* Required action
In this material, which lines include the string "fetching"? Show them.

* Supplied information
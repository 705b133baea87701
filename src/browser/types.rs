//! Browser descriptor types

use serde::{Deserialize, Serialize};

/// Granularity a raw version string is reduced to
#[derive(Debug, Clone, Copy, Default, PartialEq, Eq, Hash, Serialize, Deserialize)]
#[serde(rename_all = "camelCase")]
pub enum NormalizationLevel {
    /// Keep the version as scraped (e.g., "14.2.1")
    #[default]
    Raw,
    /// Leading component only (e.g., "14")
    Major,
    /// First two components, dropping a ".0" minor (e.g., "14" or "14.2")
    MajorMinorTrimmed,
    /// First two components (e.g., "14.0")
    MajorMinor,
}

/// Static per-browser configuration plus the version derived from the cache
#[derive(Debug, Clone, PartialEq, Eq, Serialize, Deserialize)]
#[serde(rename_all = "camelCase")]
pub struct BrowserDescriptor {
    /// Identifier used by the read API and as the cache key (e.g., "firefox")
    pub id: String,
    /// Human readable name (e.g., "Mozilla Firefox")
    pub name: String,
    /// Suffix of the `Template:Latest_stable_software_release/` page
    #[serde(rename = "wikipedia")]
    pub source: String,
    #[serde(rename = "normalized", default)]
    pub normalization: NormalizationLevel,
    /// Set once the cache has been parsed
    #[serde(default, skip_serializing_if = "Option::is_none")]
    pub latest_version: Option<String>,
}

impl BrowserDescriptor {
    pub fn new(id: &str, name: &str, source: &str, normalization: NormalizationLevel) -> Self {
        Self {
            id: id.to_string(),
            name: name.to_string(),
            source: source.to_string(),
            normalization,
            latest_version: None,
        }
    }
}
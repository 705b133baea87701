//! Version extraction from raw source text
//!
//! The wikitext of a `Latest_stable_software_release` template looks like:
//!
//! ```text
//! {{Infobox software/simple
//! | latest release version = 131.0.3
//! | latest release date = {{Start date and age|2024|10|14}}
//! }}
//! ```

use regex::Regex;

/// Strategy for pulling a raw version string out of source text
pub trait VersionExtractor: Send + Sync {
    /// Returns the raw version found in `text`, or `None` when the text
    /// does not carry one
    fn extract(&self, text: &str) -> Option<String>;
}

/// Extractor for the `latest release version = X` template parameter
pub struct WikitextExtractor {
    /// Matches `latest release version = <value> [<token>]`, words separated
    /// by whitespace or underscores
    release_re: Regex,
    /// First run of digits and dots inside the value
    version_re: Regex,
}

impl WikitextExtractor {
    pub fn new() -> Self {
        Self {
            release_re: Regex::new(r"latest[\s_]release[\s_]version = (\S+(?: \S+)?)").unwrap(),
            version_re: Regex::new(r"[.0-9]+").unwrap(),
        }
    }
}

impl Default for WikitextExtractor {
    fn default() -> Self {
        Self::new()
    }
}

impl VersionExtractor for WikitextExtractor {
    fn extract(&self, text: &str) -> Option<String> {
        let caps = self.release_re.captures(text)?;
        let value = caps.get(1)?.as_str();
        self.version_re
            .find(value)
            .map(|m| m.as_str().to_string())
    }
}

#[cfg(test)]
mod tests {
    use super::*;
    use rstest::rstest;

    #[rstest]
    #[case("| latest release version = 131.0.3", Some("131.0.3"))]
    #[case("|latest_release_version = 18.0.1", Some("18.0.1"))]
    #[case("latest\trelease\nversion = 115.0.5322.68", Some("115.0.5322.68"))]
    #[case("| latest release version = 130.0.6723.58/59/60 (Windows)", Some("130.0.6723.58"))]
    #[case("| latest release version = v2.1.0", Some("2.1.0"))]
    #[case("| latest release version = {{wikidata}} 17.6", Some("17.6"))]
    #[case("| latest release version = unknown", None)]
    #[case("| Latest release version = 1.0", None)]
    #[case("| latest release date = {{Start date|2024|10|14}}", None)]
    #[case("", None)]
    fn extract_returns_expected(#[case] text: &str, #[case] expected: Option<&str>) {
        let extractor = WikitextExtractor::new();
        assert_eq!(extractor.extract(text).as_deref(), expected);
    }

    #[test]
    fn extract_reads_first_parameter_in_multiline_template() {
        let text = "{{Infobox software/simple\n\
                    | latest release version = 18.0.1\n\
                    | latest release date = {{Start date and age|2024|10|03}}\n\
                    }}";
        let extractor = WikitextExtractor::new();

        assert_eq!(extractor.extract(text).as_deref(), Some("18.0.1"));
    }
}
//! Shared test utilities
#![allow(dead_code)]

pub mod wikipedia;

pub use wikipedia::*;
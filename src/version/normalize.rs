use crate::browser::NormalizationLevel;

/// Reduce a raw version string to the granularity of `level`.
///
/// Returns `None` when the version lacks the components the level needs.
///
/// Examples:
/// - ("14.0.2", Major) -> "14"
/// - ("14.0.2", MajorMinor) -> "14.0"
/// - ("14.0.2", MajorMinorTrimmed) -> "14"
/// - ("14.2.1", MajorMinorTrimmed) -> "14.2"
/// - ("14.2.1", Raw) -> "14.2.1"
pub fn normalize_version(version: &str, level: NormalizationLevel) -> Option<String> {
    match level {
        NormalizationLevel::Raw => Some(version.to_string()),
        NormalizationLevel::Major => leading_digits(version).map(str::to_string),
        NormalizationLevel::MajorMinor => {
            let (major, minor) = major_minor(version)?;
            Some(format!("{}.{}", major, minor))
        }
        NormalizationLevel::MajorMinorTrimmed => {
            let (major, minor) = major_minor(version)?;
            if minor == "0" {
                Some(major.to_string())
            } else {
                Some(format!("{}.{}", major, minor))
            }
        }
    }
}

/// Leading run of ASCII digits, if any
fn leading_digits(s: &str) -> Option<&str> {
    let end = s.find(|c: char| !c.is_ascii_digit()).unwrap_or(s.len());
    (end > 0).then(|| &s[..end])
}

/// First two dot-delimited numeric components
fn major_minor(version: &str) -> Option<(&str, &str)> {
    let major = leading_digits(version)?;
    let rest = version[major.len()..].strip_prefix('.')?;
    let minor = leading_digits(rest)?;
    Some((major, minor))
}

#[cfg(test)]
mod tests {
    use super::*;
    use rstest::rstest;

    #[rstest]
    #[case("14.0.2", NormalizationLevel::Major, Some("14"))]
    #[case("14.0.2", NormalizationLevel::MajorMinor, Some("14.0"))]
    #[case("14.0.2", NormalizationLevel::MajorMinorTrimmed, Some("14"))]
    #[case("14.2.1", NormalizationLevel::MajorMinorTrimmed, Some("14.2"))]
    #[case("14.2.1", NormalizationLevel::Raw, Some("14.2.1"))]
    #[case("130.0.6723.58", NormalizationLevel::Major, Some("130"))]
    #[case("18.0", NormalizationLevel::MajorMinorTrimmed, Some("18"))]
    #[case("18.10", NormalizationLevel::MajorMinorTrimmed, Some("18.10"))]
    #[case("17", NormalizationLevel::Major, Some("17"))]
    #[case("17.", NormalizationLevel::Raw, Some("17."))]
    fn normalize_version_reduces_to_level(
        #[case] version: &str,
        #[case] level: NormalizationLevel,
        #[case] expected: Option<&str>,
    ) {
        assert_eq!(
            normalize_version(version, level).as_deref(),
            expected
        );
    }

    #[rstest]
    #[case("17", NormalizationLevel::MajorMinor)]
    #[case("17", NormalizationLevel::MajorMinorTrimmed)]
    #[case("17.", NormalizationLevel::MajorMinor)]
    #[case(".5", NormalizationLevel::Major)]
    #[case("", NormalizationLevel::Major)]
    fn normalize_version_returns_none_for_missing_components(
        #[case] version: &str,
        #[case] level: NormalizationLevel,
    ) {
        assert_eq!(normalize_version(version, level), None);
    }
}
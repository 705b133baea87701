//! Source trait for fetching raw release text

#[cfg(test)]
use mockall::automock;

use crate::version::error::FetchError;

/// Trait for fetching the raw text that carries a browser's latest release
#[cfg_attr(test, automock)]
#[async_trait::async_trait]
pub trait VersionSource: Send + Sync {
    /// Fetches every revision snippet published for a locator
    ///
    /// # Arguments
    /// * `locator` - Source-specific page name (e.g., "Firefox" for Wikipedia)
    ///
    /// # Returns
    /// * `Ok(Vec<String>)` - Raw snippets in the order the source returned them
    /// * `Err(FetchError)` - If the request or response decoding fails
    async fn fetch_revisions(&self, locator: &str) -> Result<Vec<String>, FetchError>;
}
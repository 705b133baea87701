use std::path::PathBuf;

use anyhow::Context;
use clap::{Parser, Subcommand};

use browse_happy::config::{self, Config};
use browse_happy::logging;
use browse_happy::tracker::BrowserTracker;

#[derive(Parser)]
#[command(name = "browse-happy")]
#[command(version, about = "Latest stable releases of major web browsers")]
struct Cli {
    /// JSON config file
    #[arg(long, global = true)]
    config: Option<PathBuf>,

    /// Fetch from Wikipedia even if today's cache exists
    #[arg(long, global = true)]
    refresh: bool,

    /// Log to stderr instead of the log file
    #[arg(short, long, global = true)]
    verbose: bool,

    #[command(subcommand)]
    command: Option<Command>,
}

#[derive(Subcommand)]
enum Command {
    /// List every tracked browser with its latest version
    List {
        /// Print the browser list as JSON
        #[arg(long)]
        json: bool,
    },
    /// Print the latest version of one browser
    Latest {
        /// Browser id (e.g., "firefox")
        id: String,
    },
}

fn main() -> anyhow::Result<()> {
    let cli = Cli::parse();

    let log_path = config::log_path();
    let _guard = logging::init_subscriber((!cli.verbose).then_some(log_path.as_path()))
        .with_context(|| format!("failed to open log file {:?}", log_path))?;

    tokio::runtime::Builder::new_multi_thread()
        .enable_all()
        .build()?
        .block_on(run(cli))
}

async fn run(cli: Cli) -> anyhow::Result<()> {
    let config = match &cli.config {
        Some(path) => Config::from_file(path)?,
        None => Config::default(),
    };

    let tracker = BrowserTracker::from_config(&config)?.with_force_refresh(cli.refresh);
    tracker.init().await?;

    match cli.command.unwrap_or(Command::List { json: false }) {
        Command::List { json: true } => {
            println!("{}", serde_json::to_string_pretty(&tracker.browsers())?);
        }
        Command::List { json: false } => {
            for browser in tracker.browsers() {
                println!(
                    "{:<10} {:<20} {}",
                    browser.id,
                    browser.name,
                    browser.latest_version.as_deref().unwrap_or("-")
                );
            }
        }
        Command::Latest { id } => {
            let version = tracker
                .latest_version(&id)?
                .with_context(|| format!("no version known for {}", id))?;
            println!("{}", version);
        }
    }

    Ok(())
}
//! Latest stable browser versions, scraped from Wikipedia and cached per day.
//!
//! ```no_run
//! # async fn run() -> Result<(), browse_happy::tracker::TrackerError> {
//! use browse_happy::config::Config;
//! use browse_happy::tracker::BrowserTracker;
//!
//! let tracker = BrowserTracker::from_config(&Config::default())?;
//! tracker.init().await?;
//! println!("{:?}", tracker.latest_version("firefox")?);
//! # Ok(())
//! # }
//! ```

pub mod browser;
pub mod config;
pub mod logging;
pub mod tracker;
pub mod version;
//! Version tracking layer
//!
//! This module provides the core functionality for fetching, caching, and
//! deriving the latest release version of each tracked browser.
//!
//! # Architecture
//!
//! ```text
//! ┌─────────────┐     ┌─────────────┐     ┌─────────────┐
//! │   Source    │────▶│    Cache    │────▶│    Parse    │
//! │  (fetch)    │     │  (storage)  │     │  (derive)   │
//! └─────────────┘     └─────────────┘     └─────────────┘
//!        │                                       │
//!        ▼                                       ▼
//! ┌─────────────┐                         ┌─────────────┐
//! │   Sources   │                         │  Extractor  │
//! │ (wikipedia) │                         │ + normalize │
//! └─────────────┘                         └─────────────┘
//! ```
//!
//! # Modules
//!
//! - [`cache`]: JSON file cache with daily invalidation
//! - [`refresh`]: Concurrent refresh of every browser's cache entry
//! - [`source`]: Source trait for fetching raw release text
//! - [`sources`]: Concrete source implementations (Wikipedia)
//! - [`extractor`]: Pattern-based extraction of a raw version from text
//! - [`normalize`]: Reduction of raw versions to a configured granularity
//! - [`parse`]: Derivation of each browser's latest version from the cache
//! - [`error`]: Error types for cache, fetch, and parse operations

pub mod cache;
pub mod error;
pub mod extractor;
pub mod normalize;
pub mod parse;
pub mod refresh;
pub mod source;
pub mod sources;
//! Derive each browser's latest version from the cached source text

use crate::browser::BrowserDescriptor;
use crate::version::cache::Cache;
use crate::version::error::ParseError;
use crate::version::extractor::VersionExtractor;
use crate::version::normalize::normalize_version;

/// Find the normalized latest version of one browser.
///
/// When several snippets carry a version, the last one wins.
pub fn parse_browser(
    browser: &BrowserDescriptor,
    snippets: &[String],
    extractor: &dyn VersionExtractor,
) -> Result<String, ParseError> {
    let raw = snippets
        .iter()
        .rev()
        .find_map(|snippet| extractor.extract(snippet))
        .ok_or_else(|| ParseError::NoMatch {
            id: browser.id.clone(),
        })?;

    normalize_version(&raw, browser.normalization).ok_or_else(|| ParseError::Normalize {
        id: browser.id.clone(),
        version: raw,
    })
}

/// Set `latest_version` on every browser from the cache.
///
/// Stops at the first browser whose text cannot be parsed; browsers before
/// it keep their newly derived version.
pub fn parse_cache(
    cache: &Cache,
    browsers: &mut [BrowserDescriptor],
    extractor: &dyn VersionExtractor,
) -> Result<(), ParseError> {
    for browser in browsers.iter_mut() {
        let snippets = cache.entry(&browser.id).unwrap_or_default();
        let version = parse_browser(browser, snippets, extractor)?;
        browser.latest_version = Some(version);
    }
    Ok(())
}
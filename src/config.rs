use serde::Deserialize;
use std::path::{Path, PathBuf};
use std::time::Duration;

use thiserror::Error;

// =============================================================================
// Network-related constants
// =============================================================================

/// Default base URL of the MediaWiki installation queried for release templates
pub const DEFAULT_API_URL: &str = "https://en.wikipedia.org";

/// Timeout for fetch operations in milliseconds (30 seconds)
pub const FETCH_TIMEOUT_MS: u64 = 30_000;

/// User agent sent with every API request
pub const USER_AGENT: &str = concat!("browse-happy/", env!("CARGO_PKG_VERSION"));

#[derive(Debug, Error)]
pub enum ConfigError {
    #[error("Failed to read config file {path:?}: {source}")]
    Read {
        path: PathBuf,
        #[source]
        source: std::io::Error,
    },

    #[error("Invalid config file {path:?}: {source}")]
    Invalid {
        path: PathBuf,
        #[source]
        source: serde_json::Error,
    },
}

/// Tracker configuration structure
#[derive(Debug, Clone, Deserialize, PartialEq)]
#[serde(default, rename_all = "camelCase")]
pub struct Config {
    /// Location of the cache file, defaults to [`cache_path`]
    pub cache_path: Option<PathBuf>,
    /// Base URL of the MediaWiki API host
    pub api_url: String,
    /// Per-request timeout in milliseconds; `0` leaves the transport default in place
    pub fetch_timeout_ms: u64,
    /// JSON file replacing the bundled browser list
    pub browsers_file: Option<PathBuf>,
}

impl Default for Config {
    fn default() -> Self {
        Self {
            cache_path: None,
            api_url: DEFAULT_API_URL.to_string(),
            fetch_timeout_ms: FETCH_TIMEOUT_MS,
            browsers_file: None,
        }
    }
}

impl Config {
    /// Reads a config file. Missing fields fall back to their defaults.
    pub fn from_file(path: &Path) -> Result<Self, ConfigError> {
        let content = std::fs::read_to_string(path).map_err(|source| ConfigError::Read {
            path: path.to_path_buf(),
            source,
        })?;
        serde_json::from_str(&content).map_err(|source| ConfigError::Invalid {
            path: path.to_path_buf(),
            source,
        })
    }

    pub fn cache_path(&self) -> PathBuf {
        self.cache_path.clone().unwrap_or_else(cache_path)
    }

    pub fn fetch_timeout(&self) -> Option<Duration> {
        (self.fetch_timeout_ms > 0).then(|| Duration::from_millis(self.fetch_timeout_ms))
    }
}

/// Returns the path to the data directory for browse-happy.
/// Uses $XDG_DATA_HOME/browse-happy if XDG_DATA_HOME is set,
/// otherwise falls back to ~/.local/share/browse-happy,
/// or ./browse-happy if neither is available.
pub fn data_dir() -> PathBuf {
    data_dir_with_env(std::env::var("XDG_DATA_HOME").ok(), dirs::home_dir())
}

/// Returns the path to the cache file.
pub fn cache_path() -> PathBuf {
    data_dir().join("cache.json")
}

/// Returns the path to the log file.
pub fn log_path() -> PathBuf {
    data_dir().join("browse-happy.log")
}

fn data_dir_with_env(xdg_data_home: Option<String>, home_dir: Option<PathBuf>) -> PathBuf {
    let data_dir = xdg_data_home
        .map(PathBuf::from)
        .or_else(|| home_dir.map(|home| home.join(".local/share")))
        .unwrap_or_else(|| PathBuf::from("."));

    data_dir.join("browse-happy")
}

* Output for this exercise
//! Source trait for fetching raw release text
/// Trait for fetching the raw text that carries a browser's latest release
//! This module provides the core functionality for fetching, caching, and
//! - [`source`]: Source trait for fetching raw release text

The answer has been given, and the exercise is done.